Procházka attended the Piarist gymnasium run by Gelasius Dobner. From 1762 to 1763 he trained in the painting and restoration workshop of Jan Kastner, in the workshop of Norbert Grund (1764) and then in the painting school of Carl Michori in Dresden from 1764 to 1768. In 1769-1771 he accompanied Prince Schwarzenberg in Germany, Austria and Italy. Between 1772-1773 he returned from his travels, settled in Prague and in 1787 bought a house in Nové Město.
Procházka initially painted altarpieces and, after losing commissions, made a living as a restorer. As a restorer he saved, among other things, Rubens' paintings of the main altar of the Lesser Town Church of St. Thomas (now in the National Gallery) in 1786 and repaired Reiner's fresco in the Chapel of St. Barbara at Hradčany (1804).

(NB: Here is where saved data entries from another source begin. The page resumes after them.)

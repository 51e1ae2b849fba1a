//! Quarry - search, dynamic sorting and pagination for record collections.
//!
//! Quarry shapes list requests of the "page 2, ten per page, matching `ana`,
//! newest first" kind. A [`Query`] is built lazily from:
//!
//! - free-text search across any number of optional text fields
//! - predicates applied only when a guard holds ([`Query::where_if`])
//! - a sort key that arrives as a string and is resolved against the record
//!   type's [`SortCatalog`]
//!
//! and is then materialised one page at a time against a [`DataSource`]:
//! one count, one windowed fetch, one [`PageResult`].
//!
//! # Quick Start
//!
//! ```rust
//! use quarry::{Query, QueryOptions, Record};
//!
//! #[derive(Debug, Clone, Record)]
//! struct Driver {
//!     #[record(String)]
//!     name: String,
//!     #[record(String)]
//!     city: Option<String>,
//!     #[record(Number)]
//!     rating: u8,
//! }
//!
//! fn name(d: &Driver) -> Option<&str> {
//!     Some(&d.name)
//! }
//!
//! fn city(d: &Driver) -> Option<&str> {
//!     d.city.as_deref()
//! }
//!
//! let drivers = vec![
//!     Driver { name: "Ines".into(), city: Some("Porto".into()), rating: 4 },
//!     Driver { name: "Tomas".into(), city: None, rating: 5 },
//!     Driver { name: "Rita".into(), city: Some("Lisbon".into()), rating: 3 },
//! ];
//!
//! let options = QueryOptions {
//!     search_term: Some("o".into()),
//!     sort_by: Some("rating".into()),
//!     sort_descending: true,
//!     page_size: 2,
//!     ..QueryOptions::default()
//! };
//!
//! let page = Query::<Driver>::new()
//!     .with_options(&options, &[name, city])
//!     .paginate_with(&drivers, &options.page_request())
//!     .unwrap();
//!
//! assert_eq!(page.total_count, 3);
//! assert_eq!(page.items[0].name, "Tomas");
//! assert!(page.has_next_page);
//! ```
//!
//! # Leniency
//!
//! Malformed input never fails a query. Page numbers below 1 become 1, page
//! sizes are clamped to `1..=100`, empty search terms and unknown sort keys
//! are ignored. The only errors a caller sees are the ones its
//! [`DataSource`] reports.
//!
//! # Consistency
//!
//! Pagination counts and fetches in two separate source calls. A source that
//! accepts concurrent writes may change between them, in which case the
//! page's `total_count` and `items` describe slightly different data.

extern crate self as quarry;

mod condition;
mod error;
mod options;
mod page;
mod predicate;
mod query;
mod record;
mod search;
mod sort;
mod source;
mod value;

pub use condition::{Condition, Op, Operand};
pub use error::{Result, SourceError};
pub use options::QueryOptions;
pub use page::{PageRequest, PageResult, Window, DEFAULT_PAGE_SIZE, MAX_PAGE_SIZE};
pub use predicate::Predicate;
pub use query::Query;
pub use record::{Record, RecordTimestamp, Sortable};
pub use search::{FieldSelector, SearchPattern};
pub use sort::{Comparator, Dir, SortCatalog, SortSpec};
pub use source::{DataSource, SharedSource};
pub use value::{compare_values, sort_values, Number, Timestamp, Value};

pub use quarry_macros::Record;

#[doc(hidden)]
pub mod __private {
    pub use once_cell::sync::Lazy;
}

It was only after 1800, in response to changing demand, that he began to paint landscapes. He followed the tradition of Czech Rococo landscape painting and applied similar motifs to Norbert Grund or Ignác Raab. In his rare Rococo figurative paintings he refers to František Xaver Palek. In line with the early Romantic literature of the time (Salomon Gessner), he adopted an idyllic conception of landscape, into which he composed ruins or fragments of ancient columns. According to surviving practice, he created complementary counterpart images providing a panoramic view. Sentimentally coloured landscapes, where colour was the main artistic device and the shimmering, soft and illusory light still influenced his followers of the Haushofer school.